Segment Start: ENTRIES SHOWN

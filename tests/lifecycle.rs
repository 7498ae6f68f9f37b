use backdrop_wasm::config::{GlitchConfig, SquaresConfig};
use backdrop_wasm::lifecycle::{Debounce, Lifecycle, Phase, RESIZE_DEBOUNCE_MS};
use backdrop_wasm::surface::RecordingSurface;
use backdrop_wasm::{Background, EffectError, EffectKind, EffectRunner, FrameStatus};

type Runner = EffectRunner<Background, RecordingSurface>;

fn squares_runner() -> Runner {
    EffectRunner::new(Background::squares(SquaresConfig::default()).unwrap())
}

fn glitch_runner() -> Runner {
    EffectRunner::new(Background::glitch(GlitchConfig::default(), 3).unwrap())
}

#[test]
fn destroy_before_init_is_harmless() {
    let mut runner = squares_runner();
    assert!(runner.destroy().is_none());
    assert_eq!(runner.phase(), Phase::Destroyed);
    assert!(runner.surface().is_none());
    assert!(runner.destroy().is_none());
    assert_eq!(runner.frame(0.0), FrameStatus::Inactive);
}

#[test]
fn init_draws_once_and_runs() {
    let mut runner = squares_runner();
    runner.init(RecordingSurface::new(), 200.0, 100.0).unwrap();
    assert_eq!(runner.phase(), Phase::Running);
    assert_eq!(runner.frames_drawn(), 1);
    assert!(!runner.surface().unwrap().is_empty());
}

#[test]
fn init_is_single_use() {
    let mut runner = squares_runner();
    runner.init(RecordingSurface::new(), 200.0, 100.0).unwrap();
    let err = runner.init(RecordingSurface::new(), 200.0, 100.0).unwrap_err();
    assert!(matches!(
        err,
        EffectError::Lifecycle {
            phase: Phase::Running,
            action: "init"
        }
    ));

    runner.destroy();
    let err = runner.init(RecordingSurface::new(), 200.0, 100.0).unwrap_err();
    assert_eq!(err.to_string(), "lifecycle error: cannot init while destroyed");
}

#[test]
fn stop_is_idempotent() {
    let mut runner = squares_runner();
    assert!(!runner.stop());
    assert_eq!(runner.phase(), Phase::Uninitialized);

    runner.init(RecordingSurface::new(), 200.0, 100.0).unwrap();
    assert!(runner.stop());
    assert!(!runner.stop());
    assert_eq!(runner.phase(), Phase::Stopped);

    let drawn = runner.frames_drawn();
    assert_eq!(runner.frame(16.0), FrameStatus::Inactive);
    assert!(!runner.frame(32.0).keep_going());
    assert_eq!(runner.frames_drawn(), drawn);
}

#[test]
fn squares_redraw_every_frame_glitch_only_when_needed() {
    let mut squares = squares_runner();
    squares.init(RecordingSurface::new(), 200.0, 100.0).unwrap();
    assert_eq!(squares.frame(0.0), FrameStatus::Drawn);
    assert_eq!(squares.frame(16.0), FrameStatus::Drawn);
    assert_eq!(squares.frames_drawn(), 3);

    let mut glitch = glitch_runner();
    glitch.init(RecordingSurface::new(), 200.0, 100.0).unwrap();
    assert_eq!(glitch.frame(0.0), FrameStatus::Idle);
    assert_eq!(glitch.frame(16.0), FrameStatus::Idle);
    assert_eq!(glitch.frame(50.0), FrameStatus::Drawn);
    assert_eq!(glitch.frames_drawn(), 2);
}

#[test]
fn resize_applies_only_while_running() {
    let mut runner = glitch_runner();
    assert!(!runner.resize(800.0, 400.0));

    runner.init(RecordingSurface::new(), 100.0, 100.0).unwrap();
    assert!(runner.resize(800.0, 400.0));
    let diagnostics = runner.diagnostics();
    assert_eq!((diagnostics.columns, diagnostics.rows, diagnostics.cells), (80, 20, 1600));

    runner.stop();
    assert!(!runner.resize(10.0, 10.0));
    assert_eq!(runner.diagnostics().cells, 1600);
}

#[test]
fn resume_restarts_a_stopped_loop() {
    let mut runner = squares_runner();
    assert!(runner.resume().is_err());

    runner.init(RecordingSurface::new(), 200.0, 100.0).unwrap();
    runner.stop();
    runner.resume().unwrap();
    assert_eq!(runner.phase(), Phase::Running);
    assert_eq!(runner.frame(0.0), FrameStatus::Drawn);

    runner.destroy();
    assert!(runner.resume().is_err());
}

#[test]
fn destroy_hands_back_the_surface() {
    let mut runner = squares_runner();
    runner.init(RecordingSurface::new(), 200.0, 100.0).unwrap();
    let surface = runner.destroy();
    assert!(surface.is_some_and(|s| !s.is_empty()));
    assert_eq!(runner.phase(), Phase::Destroyed);
    assert_eq!(runner.frame(0.0), FrameStatus::Inactive);
}

#[test]
fn pointer_is_ignored_unless_running() {
    let mut runner = squares_runner();
    assert!(!runner.pointer_moved(10.0, 10.0));

    runner.init(RecordingSurface::new(), 200.0, 100.0).unwrap();
    assert!(runner.pointer_moved(10.0, 10.0));
    runner.stop();
    assert!(!runner.pointer_left());
    assert!(runner.diagnostics().hovered.is_some());
}

#[test]
fn diagnostics_serialize_for_tooling() {
    let mut runner = squares_runner();
    runner.init(RecordingSurface::new(), 200.0, 100.0).unwrap();
    let diagnostics = runner.diagnostics();
    assert_eq!(diagnostics.kind, Some(EffectKind::Squares));
    assert_eq!(diagnostics.phase, Phase::Running);

    let json = diagnostics.to_json().unwrap();
    assert!(json.contains("\"kind\":\"squares\""), "{json}");
    assert!(json.contains("\"phase\":\"running\""), "{json}");
    assert!(json.contains("\"framesDrawn\":1"), "{json}");
    assert!(json.contains("\"offset\""), "{json}");
    assert!(!json.contains("transitioning"), "{json}");
}

#[test]
fn lifecycle_transitions() {
    let mut lifecycle = Lifecycle::new();
    assert_eq!(lifecycle.phase(), Phase::Uninitialized);
    assert!(lifecycle.resume().is_err());
    lifecycle.init().unwrap();
    assert!(lifecycle.is_running());
    assert!(lifecycle.destroy());
    assert!(!lifecycle.destroy());
    assert!(lifecycle.is_destroyed());
    assert_eq!(Phase::Stopped.to_string(), "stopped");
}

#[test]
fn debounce_keeps_only_the_latest_timer() {
    let mut debounce = Debounce::default();
    assert_eq!(debounce.delay_ms(), RESIZE_DEBOUNCE_MS);
    assert_eq!(debounce.replace(1), None);
    assert_eq!(debounce.replace(2), Some(1));
    assert_eq!(debounce.pending(), Some(2));
    assert_eq!(debounce.take(), Some(2));
    assert_eq!(debounce.take(), None);
}
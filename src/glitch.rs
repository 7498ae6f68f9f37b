//! Letter glitch: a viewport-filling grid of characters where a small random
//! share of cells is re-rolled on every gated tick, optionally fading to its
//! new color over the following frames.

use rand::rngs::StdRng;
use rand::{Rng, SeedableRng};
use tracing::{debug, trace};

use crate::color::interpolate;
use crate::config::{GlitchConfig, Validate};
use crate::diagnostics::Diagnostics;
use crate::effect::{Effect, EffectKind, Placement};
use crate::error::EffectResult;
use crate::grid::GridDims;
use crate::surface::Surface;

/// Share of cells re-rolled per gated tick.
pub const UPDATE_RATIO: f64 = 0.05;
/// Transition progress added per frame.
pub const TRANSITION_STEP: f64 = 0.05;

pub const OUTER_VIGNETTE_CSS: &str =
    "radial-gradient(circle, rgba(0,0,0,0) 60%, rgba(0,0,0,1) 100%)";
pub const CENTER_VIGNETTE_CSS: &str =
    "radial-gradient(circle, rgba(0,0,0,0.8) 0%, rgba(0,0,0,0) 60%)";

#[derive(Clone, Debug, PartialEq)]
pub struct Cell {
    pub character: char,
    /// Color drawn this frame.
    pub current_color: String,
    /// Color the running transition started from.
    pub start_color: String,
    pub target_color: String,
    /// `0.0` at the start of a transition, `1.0` once settled.
    pub color_progress: f64,
}

impl Cell {
    pub fn in_transition(&self) -> bool {
        self.color_progress < 1.0
    }
}

/// Cells re-rolled per gated tick for a grid of `total` cells.
pub fn update_count(total: usize) -> usize {
    if total == 0 {
        return 0;
    }
    ((total as f64 * UPDATE_RATIO).floor() as usize).max(1)
}

fn pick_char(rng: &mut StdRng, glyphs: &[char]) -> char {
    glyphs[rng.gen_range(0..glyphs.len())]
}

fn pick_color(rng: &mut StdRng, palette: &[String]) -> String {
    palette[rng.gen_range(0..palette.len())].clone()
}

#[derive(Debug)]
pub struct GlitchEffect {
    config: GlitchConfig,
    glyphs: Vec<char>,
    width: f64,
    height: f64,
    dims: GridDims,
    cells: Vec<Cell>,
    last_glitch_ms: Option<f64>,
    rng: StdRng,
}

impl GlitchEffect {
    pub fn new(config: GlitchConfig, seed: u64) -> EffectResult<Self> {
        config.validate()?;
        let glyphs = config.characters.chars().collect();
        Ok(Self {
            config,
            glyphs,
            width: 0.0,
            height: 0.0,
            dims: GridDims::default(),
            cells: Vec::new(),
            last_glitch_ms: None,
            rng: StdRng::seed_from_u64(seed),
        })
    }

    pub fn config(&self) -> &GlitchConfig {
        &self.config
    }

    pub fn dims(&self) -> GridDims {
        self.dims
    }

    pub fn cells(&self) -> &[Cell] {
        &self.cells
    }

    pub fn cell(&self, column: usize, row: usize) -> Option<&Cell> {
        if column >= self.dims.columns {
            return None;
        }
        self.cells.get(row * self.dims.columns + column)
    }

    fn allocate(&mut self) {
        let total = self.dims.len();
        let mut cells = Vec::with_capacity(total);
        for _ in 0..total {
            let current = pick_color(&mut self.rng, &self.config.glitch_colors);
            cells.push(Cell {
                character: pick_char(&mut self.rng, &self.glyphs),
                start_color: current.clone(),
                current_color: current,
                target_color: pick_color(&mut self.rng, &self.config.glitch_colors),
                color_progress: 1.0,
            });
        }
        self.cells = cells;
    }

    /// Re-roll [`update_count`] distinct cells: new character, new target
    /// color. Without smoothing the color snaps; with it the cell restarts its
    /// transition from the color it currently shows.
    pub fn glitch(&mut self) -> usize {
        let total = self.cells.len();
        let count = update_count(total);
        if count == 0 {
            return 0;
        }
        let picks = rand::seq::index::sample(&mut self.rng, total, count);
        for index in picks.iter() {
            let character = pick_char(&mut self.rng, &self.glyphs);
            let target = pick_color(&mut self.rng, &self.config.glitch_colors);
            let cell = &mut self.cells[index];
            cell.character = character;
            if self.config.smooth {
                cell.start_color = cell.current_color.clone();
                cell.target_color = target;
                cell.color_progress = 0.0;
            } else {
                cell.current_color = target.clone();
                cell.start_color = target.clone();
                cell.target_color = target;
                cell.color_progress = 1.0;
            }
        }
        trace!(count, total, "glitched cells");
        count
    }

    /// Step every in-flight transition. A cell whose endpoints do not parse
    /// keeps its displayed color. Returns whether any displayed color changed.
    pub fn advance_transitions(&mut self) -> bool {
        let mut changed = false;
        for cell in self.cells.iter_mut().filter(|c| c.in_transition()) {
            cell.color_progress = (cell.color_progress + TRANSITION_STEP).min(1.0);
            if let Some(rgb) = interpolate(&cell.start_color, &cell.target_color, cell.color_progress)
            {
                cell.current_color = rgb.to_string();
                changed = true;
            }
        }
        changed
    }
}

impl Effect for GlitchEffect {
    fn kind(&self) -> EffectKind {
        EffectKind::LetterGlitch
    }

    fn placement(&self) -> Placement {
        Placement::Viewport
    }

    /// Reallocates every cell; previous characters and transitions are lost.
    fn resize(&mut self, width: f64, height: f64) {
        self.width = width;
        self.height = height;
        self.dims = GridDims::covering(
            width,
            height,
            self.config.char_width,
            self.config.char_height,
        );
        self.allocate();
        debug!(
            columns = self.dims.columns,
            rows = self.dims.rows,
            "letter glitch grid resized"
        );
    }

    fn tick(&mut self, now_ms: f64) -> bool {
        let mut redraw = false;
        match self.last_glitch_ms {
            None => self.last_glitch_ms = Some(now_ms),
            Some(last) if now_ms - last >= self.config.glitch_speed => {
                self.glitch();
                self.last_glitch_ms = Some(now_ms);
                redraw = true;
            }
            Some(_) => {}
        }
        if self.config.smooth && self.advance_transitions() {
            redraw = true;
        }
        redraw
    }

    fn draw(&self, surface: &mut dyn Surface) {
        if self.cells.is_empty() || self.dims.columns == 0 {
            return;
        }
        surface.clear(self.width, self.height);
        surface.set_font(&self.config.font());
        let mut text = [0u8; 4];
        for (index, cell) in self.cells.iter().enumerate() {
            let (column, row) = self.dims.position(index);
            surface.fill_text(
                cell.character.encode_utf8(&mut text),
                column as f64 * self.config.char_width,
                row as f64 * self.config.char_height,
                &cell.current_color,
            );
        }
    }

    fn overlays(&self) -> Vec<&'static str> {
        let mut layers = Vec::new();
        if self.config.outer_vignette {
            layers.push(OUTER_VIGNETTE_CSS);
        }
        if self.config.center_vignette {
            layers.push(CENTER_VIGNETTE_CSS);
        }
        layers
    }

    fn describe(&self, diagnostics: &mut Diagnostics) {
        diagnostics.width = self.width;
        diagnostics.height = self.height;
        diagnostics.columns = self.dims.columns;
        diagnostics.rows = self.dims.rows;
        diagnostics.cells = self.cells.len();
        diagnostics.transitioning = Some(self.cells.iter().filter(|c| c.in_transition()).count());
    }
}
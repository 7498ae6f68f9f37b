use std::fmt;

use serde::Serialize;

use crate::error::{EffectError, EffectResult};

/// Delay used to coalesce bursts of window resize events.
pub const RESIZE_DEBOUNCE_MS: i32 = 100;

/// Phase of a mounted effect.
///
/// `Uninitialized -> Running <-> Stopped`, and any phase `-> Destroyed`.
#[derive(Clone, Copy, Debug, Default, PartialEq, Eq, Serialize)]
#[serde(rename_all = "lowercase")]
pub enum Phase {
    #[default]
    Uninitialized,
    Running,
    Stopped,
    Destroyed,
}

impl fmt::Display for Phase {
    fn fmt(&self, f: &mut fmt::Formatter<'_>) -> fmt::Result {
        f.write_str(match self {
            Phase::Uninitialized => "uninitialized",
            Phase::Running => "running",
            Phase::Stopped => "stopped",
            Phase::Destroyed => "destroyed",
        })
    }
}

/// Explicit "still active" flag of a frame loop.
#[derive(Clone, Copy, Debug, Default, PartialEq, Eq)]
pub struct Lifecycle {
    phase: Phase,
}

impl Lifecycle {
    pub fn new() -> Self {
        Self::default()
    }

    pub fn phase(&self) -> Phase {
        self.phase
    }

    pub fn is_running(&self) -> bool {
        self.phase == Phase::Running
    }

    pub fn is_destroyed(&self) -> bool {
        self.phase == Phase::Destroyed
    }

    /// First mount. Only valid once, from `Uninitialized`.
    pub fn init(&mut self) -> EffectResult<()> {
        match self.phase {
            Phase::Uninitialized => {
                self.phase = Phase::Running;
                Ok(())
            }
            phase => Err(EffectError::lifecycle(phase, "init")),
        }
    }

    /// Restart a stopped loop.
    pub fn resume(&mut self) -> EffectResult<()> {
        match self.phase {
            Phase::Stopped | Phase::Running => {
                self.phase = Phase::Running;
                Ok(())
            }
            phase => Err(EffectError::lifecycle(phase, "resume")),
        }
    }

    /// Returns whether the loop was running. Stopping twice is a no-op.
    pub fn stop(&mut self) -> bool {
        if self.phase == Phase::Running {
            self.phase = Phase::Stopped;
            true
        } else {
            false
        }
    }

    /// Returns whether this call did the transition.
    pub fn destroy(&mut self) -> bool {
        if self.phase == Phase::Destroyed {
            return false;
        }
        self.phase = Phase::Destroyed;
        true
    }
}

/// Pending debounce timer, stored as the token the platform timer handed out.
#[derive(Clone, Copy, Debug, PartialEq, Eq)]
pub struct Debounce {
    delay_ms: i32,
    pending: Option<i32>,
}

impl Default for Debounce {
    fn default() -> Self {
        Self::new(RESIZE_DEBOUNCE_MS)
    }
}

impl Debounce {
    pub fn new(delay_ms: i32) -> Self {
        Self {
            delay_ms,
            pending: None,
        }
    }

    pub fn delay_ms(&self) -> i32 {
        self.delay_ms
    }

    pub fn pending(&self) -> Option<i32> {
        self.pending
    }

    /// Record a newly scheduled timer; the previous one, if any, is returned
    /// so the caller can cancel it.
    pub fn replace(&mut self, token: i32) -> Option<i32> {
        self.pending.replace(token)
    }

    /// Clear the pending timer, either because it fired or to cancel it.
    pub fn take(&mut self) -> Option<i32> {
        self.pending.take()
    }
}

Segment End: ENTRIES SHOWN

■ YOUR TASK ■
Those lines above that contain the string "gradient" should be returned.

■ ANSWER BOX ■
    "radial-gradient(circle, rgba(0,0,0,0) 60%, rgba(0,0,0,1) 100%)";
    "radial-gradient(circle, rgba(0,0,0,0.8) 0%, rgba(0,0,0,0) 60%)";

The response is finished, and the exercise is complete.